Since it was held at the time of the presidential campaign where the competition among the candidates were at its peak, even though Farkhunda Zahra Naderi chose to work on peace process instead of joining the election, but due to her political background her art work was attacked by the electoral rivalry atmosphere. Therefore, President Ghani's team took the advantage of time to misinterpret her speech and exhibition in social media by organising a negative campaign by their social media activists by spreading wrong information and allegations against her. Therefore, political figures loyal to President Ghani, intensified the negative reactions towards the exhibition.

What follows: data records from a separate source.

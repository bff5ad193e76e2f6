//! # Bridge Flows
//!
//! Gateway and merchant registry wired through the in-memory bus:
//! resolution, cache-aside behaviour and per-instance reply routing.

#[cfg(test)]
mod tests {
    use super::super::harness::{bridge_config, key, merchant, Harness};
    use api_gateway::{CacheStore, GatewayService, InMemoryCacheStore};
    use merchant_registry::{InMemoryMerchantDirectory, LookupResponder};
    use node_runtime::{parse_seed_merchants, NodeConfig, NodeRuntime};
    use shared_bus::InMemoryEventBus;
    use shared_types::{MerchantRecord, LOOKUP_REQUEST_TOPIC};
    use std::sync::atomic::Ordering;
    use std::sync::Arc;
    use std::time::Duration;
    use tokio::sync::watch;
    use tokio::time::{timeout, Instant};

    // =========================================================================
    // RESOLUTION AND CACHE-ASIDE
    // =========================================================================

    #[tokio::test]
    async fn test_known_key_resolves_then_served_from_cache() {
        let harness = Harness::start(&[("abc123", 42)], Duration::from_secs(2));

        let started = Instant::now();
        let first = harness.resolver.resolve_api_key("abc123").await;
        assert_eq!(first, Some(merchant(42)));
        assert!(started.elapsed() < Duration::from_millis(500));
        assert_eq!(harness.validator.calls(), 1);

        assert_eq!(
            harness
                .cache
                .get("merchant_api_key:abc123")
                .await
                .unwrap()
                .as_deref(),
            Some("42")
        );

        // Second call within the TTL: no bridge round trip
        let second = harness.resolver.resolve_api_key("abc123").await;
        assert_eq!(second, Some(merchant(42)));
        assert_eq!(harness.validator.calls(), 1);
        assert!(harness.gateway.registry().is_empty());

        harness.shutdown().await;
    }

    #[tokio::test]
    async fn test_negative_result_not_cached() {
        let harness = Harness::start(&[], Duration::from_secs(2));

        assert_eq!(harness.resolver.resolve_api_key("newkey").await, None);
        assert!(harness.cache.is_empty());

        // Provisioned after the miss: valid on the very next call
        harness.directory.insert(
            &key("newkey"),
            MerchantRecord::active(merchant(7), "newco"),
        );
        assert_eq!(
            harness.resolver.resolve_api_key("newkey").await,
            Some(merchant(7))
        );
        assert_eq!(harness.validator.calls(), 2);

        harness.shutdown().await;
    }

    #[tokio::test(start_paused = true)]
    async fn test_cached_entry_expires_after_five_minutes() {
        let harness = Harness::start(&[("abc123", 42)], Duration::from_secs(2));

        harness.resolver.resolve_api_key("abc123").await;
        tokio::time::advance(Duration::from_secs(299)).await;
        harness.resolver.resolve_api_key("abc123").await;
        assert_eq!(harness.validator.calls(), 1);

        tokio::time::advance(Duration::from_secs(2)).await;
        assert_eq!(
            harness.resolver.resolve_api_key("abc123").await,
            Some(merchant(42))
        );
        assert_eq!(harness.validator.calls(), 2);

        harness.shutdown().await;
    }

    #[tokio::test]
    async fn test_revocation_needs_invalidation() {
        let harness = Harness::start(&[("abc123", 42)], Duration::from_secs(2));
        harness.resolver.resolve_api_key("abc123").await;

        harness.directory.remove(&key("abc123"));
        // Still served from cache until invalidated
        assert_eq!(
            harness.resolver.resolve_api_key("abc123").await,
            Some(merchant(42))
        );

        harness.resolver.invalidate("abc123").await.unwrap();
        assert_eq!(harness.resolver.resolve_api_key("abc123").await, None);

        harness.shutdown().await;
    }

    #[tokio::test]
    async fn test_keys_match_exactly() {
        let harness = Harness::start(&[("abc123", 42)], Duration::from_secs(2));

        assert_eq!(harness.resolver.resolve_api_key("abc123 ").await, None);
        assert_eq!(harness.resolver.resolve_api_key("ABC123").await, None);
        assert_eq!(
            harness.resolver.resolve_api_key("abc123").await,
            Some(merchant(42))
        );
        // Only the exact key was cached
        assert_eq!(harness.cache.len(), 1);

        harness.shutdown().await;
    }

    #[tokio::test]
    async fn test_suspended_merchant_denied() {
        let harness = Harness::start(&[("abc123", 42)], Duration::from_secs(2));
        harness.directory.suspend(&key("abc123"));

        assert_eq!(harness.resolver.resolve_api_key("abc123").await, None);
        assert!(harness.cache.is_empty());

        harness.shutdown().await;
    }

    #[tokio::test]
    async fn test_client_reports_confirmed_not_found() {
        let harness = Harness::start(&[], Duration::from_secs(2));

        let result = harness.gateway.client().validate(&key("nobody")).await;
        assert!(matches!(result, Ok(None)));

        harness.shutdown().await;
    }

    // =========================================================================
    // MULTIPLE GATEWAY INSTANCES
    // =========================================================================

    #[tokio::test]
    async fn test_instances_receive_only_their_own_replies() {
        let bus = Arc::new(InMemoryEventBus::new());
        let directory = Arc::new(InMemoryMerchantDirectory::seeded([
            (key("key-a"), merchant(1)),
            (key("key-b"), merchant(2)),
        ]));
        let (_responder_tx, responder_rx) = watch::channel(false);
        tokio::spawn(
            LookupResponder::new(directory, Arc::clone(&bus), LOOKUP_REQUEST_TOPIC)
                .run(responder_rx),
        );

        let gw_a = GatewayService::start(
            bridge_config("gw-a", Duration::from_secs(2)),
            Arc::clone(&bus),
            Arc::new(InMemoryCacheStore::new()),
        )
        .unwrap();
        let gw_b = GatewayService::start(
            bridge_config("gw-b", Duration::from_secs(2)),
            Arc::clone(&bus),
            Arc::new(InMemoryCacheStore::new()),
        )
        .unwrap();

        let resolver_a = gw_a.resolver();
        let resolver_b = gw_b.resolver();
        let mut handles = Vec::new();
        for _ in 0..20 {
            let a = Arc::clone(&resolver_a);
            let b = Arc::clone(&resolver_b);
            handles.push(tokio::spawn(async move { a.resolve_api_key("key-a").await }));
            handles.push(tokio::spawn(async move { b.resolve_api_key("key-b").await }));
        }

        for (n, handle) in handles.into_iter().enumerate() {
            let expected = if n % 2 == 0 { 1 } else { 2 };
            let resolved = timeout(Duration::from_secs(2), handle)
                .await
                .unwrap()
                .unwrap();
            assert_eq!(resolved, Some(merchant(expected)));
        }

        // No instance ever saw a reply meant for the other
        for gw in [&gw_a, &gw_b] {
            assert_eq!(gw.registry().stats().unmatched.load(Ordering::Relaxed), 0);
            assert!(gw.registry().is_empty());
        }

        gw_a.shutdown().await;
        gw_b.shutdown().await;
    }

    // =========================================================================
    // NODE RUNTIME
    // =========================================================================

    #[tokio::test]
    async fn test_node_runtime_resolves_seeded_merchants() {
        let config = NodeConfig {
            seed_merchants: parse_seed_merchants("abc123=42,sk_live_9=9").unwrap(),
            ..Default::default()
        };
        let node = NodeRuntime::start(config).unwrap();
        let resolver = node.gateway().resolver();

        assert_eq!(resolver.resolve_api_key("abc123").await, Some(merchant(42)));
        assert_eq!(resolver.resolve_api_key("sk_live_9").await, Some(merchant(9)));
        assert_eq!(resolver.resolve_api_key("abc124").await, None);

        node.shutdown().await;
    }
}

Hence, some senators in the House of Senate (Meshrano Jirga) who were under the influence of government accused Ms Naderi of insulting the men's traditional clothing and introduced her to the attorney office to be prosecuted.

===Women's rights activist===
Farkhunda Zahra Naderi is a women's rights and human rights activist. From community to national level she fought against different forms of violence against women and raised voice not only regarding the existence of violences against women but also regarding the awareness of the EVAW Law. She worked on the improvement of the EVAW Law in the women's rights commission, but when she realised as a draft the EVAW law would not get votes and its gains will be lost, she worked to support the implementation of the law. She used her oversight role as an MP to make the relevant governmental bodies mainly ministries accountable for the implementation of its articles.

Naderi was also actively engaged in Farkhunda Malikzada's case and supported her case throughout. She also followed up Malikzada's case in the court by attending the public hearings until the verdict of the court was passed. She expressed her objections to the verdict of the court as she believed the court acted in a partial manner towards accused people being involved in [Farkhunda Malikzada]'s case.